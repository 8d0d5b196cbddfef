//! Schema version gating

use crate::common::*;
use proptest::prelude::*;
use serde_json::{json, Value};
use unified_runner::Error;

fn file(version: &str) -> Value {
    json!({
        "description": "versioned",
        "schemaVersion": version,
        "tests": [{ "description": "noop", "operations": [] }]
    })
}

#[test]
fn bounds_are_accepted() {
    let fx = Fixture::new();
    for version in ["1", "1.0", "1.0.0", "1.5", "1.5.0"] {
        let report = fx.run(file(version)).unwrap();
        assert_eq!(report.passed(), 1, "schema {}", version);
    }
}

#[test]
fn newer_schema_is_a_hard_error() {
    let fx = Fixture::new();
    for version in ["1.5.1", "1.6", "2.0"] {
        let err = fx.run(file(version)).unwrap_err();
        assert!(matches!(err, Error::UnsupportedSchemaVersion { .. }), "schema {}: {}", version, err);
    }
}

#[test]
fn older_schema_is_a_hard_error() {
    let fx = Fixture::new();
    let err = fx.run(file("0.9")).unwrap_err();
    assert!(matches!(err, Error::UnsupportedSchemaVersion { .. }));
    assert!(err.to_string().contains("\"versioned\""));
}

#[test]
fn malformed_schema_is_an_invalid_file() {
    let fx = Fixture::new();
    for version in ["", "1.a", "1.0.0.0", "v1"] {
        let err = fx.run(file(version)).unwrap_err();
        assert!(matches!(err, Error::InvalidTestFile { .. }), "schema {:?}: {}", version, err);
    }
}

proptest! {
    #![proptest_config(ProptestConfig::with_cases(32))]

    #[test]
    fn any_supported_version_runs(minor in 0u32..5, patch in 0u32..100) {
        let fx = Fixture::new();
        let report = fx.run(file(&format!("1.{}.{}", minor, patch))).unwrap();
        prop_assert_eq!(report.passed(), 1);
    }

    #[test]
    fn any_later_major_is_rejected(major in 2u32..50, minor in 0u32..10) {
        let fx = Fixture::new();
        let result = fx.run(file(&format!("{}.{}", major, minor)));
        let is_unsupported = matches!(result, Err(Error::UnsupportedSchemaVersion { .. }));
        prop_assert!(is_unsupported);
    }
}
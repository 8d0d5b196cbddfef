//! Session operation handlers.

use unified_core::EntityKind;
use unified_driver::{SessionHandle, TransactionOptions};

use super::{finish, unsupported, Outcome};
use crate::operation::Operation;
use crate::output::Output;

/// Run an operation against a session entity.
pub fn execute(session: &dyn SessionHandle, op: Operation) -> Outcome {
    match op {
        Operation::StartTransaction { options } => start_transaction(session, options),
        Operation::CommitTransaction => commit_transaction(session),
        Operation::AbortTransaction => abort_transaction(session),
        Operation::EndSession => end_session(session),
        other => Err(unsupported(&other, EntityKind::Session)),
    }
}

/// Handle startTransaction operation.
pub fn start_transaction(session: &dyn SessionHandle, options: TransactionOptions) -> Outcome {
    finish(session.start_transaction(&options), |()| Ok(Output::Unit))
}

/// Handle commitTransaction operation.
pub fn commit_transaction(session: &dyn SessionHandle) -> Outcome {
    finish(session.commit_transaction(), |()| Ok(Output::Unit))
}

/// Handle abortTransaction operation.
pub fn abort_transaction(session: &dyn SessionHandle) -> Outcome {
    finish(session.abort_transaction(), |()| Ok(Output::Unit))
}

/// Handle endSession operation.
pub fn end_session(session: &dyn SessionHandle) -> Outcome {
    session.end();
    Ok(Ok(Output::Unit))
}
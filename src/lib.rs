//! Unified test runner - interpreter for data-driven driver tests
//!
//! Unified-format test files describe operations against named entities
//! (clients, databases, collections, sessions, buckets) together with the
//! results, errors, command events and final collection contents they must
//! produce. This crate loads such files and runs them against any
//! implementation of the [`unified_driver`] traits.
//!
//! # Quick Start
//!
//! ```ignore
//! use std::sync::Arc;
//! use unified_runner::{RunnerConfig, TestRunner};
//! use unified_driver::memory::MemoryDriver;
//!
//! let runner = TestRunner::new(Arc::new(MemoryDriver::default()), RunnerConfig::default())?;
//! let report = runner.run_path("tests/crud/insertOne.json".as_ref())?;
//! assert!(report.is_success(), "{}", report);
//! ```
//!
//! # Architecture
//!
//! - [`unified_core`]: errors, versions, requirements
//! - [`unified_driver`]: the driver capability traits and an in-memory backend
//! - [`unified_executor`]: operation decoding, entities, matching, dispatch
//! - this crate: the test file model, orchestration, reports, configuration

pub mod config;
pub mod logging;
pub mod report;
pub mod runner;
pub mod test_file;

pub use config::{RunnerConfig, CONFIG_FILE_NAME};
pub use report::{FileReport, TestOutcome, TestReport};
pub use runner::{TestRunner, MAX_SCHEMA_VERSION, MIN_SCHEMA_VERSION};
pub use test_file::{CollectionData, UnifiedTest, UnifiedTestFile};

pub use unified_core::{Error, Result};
-.-.-
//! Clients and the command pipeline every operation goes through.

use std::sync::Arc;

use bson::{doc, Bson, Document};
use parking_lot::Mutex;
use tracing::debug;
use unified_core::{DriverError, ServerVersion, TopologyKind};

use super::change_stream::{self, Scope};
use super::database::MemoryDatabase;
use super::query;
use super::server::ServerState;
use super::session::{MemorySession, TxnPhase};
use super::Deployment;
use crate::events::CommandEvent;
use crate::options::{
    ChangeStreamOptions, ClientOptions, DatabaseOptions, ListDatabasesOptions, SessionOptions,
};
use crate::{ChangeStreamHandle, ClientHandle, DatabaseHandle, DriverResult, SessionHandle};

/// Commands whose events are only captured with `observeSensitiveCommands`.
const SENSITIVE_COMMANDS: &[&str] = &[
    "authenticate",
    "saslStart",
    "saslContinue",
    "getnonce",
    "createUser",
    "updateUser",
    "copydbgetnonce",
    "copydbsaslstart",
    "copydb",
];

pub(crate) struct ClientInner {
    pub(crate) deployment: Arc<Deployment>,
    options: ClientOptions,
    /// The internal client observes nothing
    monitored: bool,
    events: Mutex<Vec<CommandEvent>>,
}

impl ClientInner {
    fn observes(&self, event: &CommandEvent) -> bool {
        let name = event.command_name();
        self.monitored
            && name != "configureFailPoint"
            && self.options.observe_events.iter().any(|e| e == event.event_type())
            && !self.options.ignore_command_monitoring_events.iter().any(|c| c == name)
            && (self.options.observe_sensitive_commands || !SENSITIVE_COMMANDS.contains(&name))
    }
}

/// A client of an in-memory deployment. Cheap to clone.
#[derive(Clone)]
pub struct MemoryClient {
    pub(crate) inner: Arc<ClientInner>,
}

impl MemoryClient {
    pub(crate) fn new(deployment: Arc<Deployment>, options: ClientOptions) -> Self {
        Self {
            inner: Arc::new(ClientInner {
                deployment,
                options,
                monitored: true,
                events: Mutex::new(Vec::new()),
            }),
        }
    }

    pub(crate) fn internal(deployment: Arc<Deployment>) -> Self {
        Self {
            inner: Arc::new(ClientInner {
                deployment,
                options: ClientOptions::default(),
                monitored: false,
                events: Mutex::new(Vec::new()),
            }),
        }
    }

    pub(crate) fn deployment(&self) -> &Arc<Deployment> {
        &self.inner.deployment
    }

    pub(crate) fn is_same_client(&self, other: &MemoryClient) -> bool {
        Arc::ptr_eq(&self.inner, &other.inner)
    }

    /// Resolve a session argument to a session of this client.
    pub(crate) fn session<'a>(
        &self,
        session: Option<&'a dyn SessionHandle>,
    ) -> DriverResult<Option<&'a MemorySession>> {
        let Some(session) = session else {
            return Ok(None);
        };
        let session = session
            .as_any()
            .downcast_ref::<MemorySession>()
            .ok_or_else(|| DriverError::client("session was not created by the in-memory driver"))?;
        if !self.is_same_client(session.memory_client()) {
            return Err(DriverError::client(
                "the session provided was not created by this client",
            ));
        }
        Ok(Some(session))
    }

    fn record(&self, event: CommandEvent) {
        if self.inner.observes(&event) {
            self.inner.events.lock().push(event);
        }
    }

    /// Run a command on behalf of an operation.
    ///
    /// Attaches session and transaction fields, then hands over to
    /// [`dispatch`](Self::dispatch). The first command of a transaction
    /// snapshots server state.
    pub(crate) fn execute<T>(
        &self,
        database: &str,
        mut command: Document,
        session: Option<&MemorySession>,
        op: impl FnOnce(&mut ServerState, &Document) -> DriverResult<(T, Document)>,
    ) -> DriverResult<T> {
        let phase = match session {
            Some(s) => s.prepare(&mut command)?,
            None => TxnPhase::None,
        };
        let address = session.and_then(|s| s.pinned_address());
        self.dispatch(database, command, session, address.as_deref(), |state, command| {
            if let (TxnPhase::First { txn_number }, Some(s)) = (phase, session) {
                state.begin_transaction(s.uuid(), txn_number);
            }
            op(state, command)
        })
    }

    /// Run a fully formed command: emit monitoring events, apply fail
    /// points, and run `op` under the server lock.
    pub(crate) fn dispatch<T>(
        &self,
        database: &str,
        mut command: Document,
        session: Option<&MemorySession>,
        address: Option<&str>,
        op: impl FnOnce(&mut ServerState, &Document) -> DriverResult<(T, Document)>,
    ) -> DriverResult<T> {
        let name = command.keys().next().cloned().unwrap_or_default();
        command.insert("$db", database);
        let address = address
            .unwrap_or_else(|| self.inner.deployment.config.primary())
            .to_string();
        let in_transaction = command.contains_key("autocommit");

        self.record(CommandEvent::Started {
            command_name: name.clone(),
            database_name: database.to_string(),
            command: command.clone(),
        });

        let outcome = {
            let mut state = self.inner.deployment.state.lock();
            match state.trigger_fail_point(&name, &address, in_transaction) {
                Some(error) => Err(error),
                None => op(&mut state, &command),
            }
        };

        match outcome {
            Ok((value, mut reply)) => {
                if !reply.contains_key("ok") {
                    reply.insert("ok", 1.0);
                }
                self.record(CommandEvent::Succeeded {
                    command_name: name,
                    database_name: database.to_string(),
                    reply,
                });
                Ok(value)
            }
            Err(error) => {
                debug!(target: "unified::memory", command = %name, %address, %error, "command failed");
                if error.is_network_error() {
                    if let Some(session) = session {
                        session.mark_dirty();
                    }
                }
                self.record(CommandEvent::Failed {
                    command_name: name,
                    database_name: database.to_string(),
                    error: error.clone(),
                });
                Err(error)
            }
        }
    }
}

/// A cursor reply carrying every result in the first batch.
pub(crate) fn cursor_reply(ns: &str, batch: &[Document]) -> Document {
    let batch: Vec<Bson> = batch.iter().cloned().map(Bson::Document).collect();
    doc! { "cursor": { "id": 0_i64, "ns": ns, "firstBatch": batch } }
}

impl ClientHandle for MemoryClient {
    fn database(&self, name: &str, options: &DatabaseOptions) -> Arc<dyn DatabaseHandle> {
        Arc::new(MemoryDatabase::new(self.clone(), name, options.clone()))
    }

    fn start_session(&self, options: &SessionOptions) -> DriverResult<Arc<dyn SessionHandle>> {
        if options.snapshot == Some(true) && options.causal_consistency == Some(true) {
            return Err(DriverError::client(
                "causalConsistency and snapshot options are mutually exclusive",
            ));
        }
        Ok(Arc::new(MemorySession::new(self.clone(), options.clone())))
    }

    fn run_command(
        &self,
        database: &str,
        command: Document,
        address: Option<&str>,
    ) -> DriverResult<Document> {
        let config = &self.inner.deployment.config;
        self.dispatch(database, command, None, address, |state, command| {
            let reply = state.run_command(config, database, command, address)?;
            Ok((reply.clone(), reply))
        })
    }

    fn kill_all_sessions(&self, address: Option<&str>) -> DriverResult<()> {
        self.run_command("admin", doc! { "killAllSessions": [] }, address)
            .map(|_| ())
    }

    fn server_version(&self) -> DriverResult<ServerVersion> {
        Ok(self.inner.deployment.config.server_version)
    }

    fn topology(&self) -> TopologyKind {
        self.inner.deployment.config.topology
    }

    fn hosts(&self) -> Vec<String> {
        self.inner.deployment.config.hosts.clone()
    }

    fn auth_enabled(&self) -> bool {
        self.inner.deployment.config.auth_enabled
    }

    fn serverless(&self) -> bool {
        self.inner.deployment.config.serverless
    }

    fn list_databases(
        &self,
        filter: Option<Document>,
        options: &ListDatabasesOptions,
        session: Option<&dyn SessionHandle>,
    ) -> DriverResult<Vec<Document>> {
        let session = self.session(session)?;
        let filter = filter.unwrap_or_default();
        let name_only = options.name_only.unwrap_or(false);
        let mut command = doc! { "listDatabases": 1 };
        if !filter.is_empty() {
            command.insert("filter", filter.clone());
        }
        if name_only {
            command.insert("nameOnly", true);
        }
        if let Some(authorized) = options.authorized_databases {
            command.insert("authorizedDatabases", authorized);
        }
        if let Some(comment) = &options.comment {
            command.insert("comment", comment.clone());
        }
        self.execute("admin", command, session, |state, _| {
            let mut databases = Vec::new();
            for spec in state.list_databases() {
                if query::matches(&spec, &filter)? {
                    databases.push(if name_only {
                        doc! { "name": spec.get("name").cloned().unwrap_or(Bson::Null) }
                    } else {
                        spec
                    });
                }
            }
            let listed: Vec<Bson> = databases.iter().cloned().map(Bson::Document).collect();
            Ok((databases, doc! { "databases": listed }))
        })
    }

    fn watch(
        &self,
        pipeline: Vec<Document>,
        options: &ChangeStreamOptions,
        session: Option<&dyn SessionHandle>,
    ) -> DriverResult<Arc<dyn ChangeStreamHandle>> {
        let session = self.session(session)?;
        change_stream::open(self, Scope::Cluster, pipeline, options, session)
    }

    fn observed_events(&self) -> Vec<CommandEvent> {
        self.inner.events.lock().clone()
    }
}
-.-.-
WORK REQUIRED:
Return every line in the records that includes the string "filter".

RESPONSE TO THE EXERCISE:
        filter: Option<Document>,
        let filter = filter.unwrap_or_default();
        if !filter.is_empty() {
            command.insert("filter", filter.clone());
                if query::matches(&spec, &filter)? {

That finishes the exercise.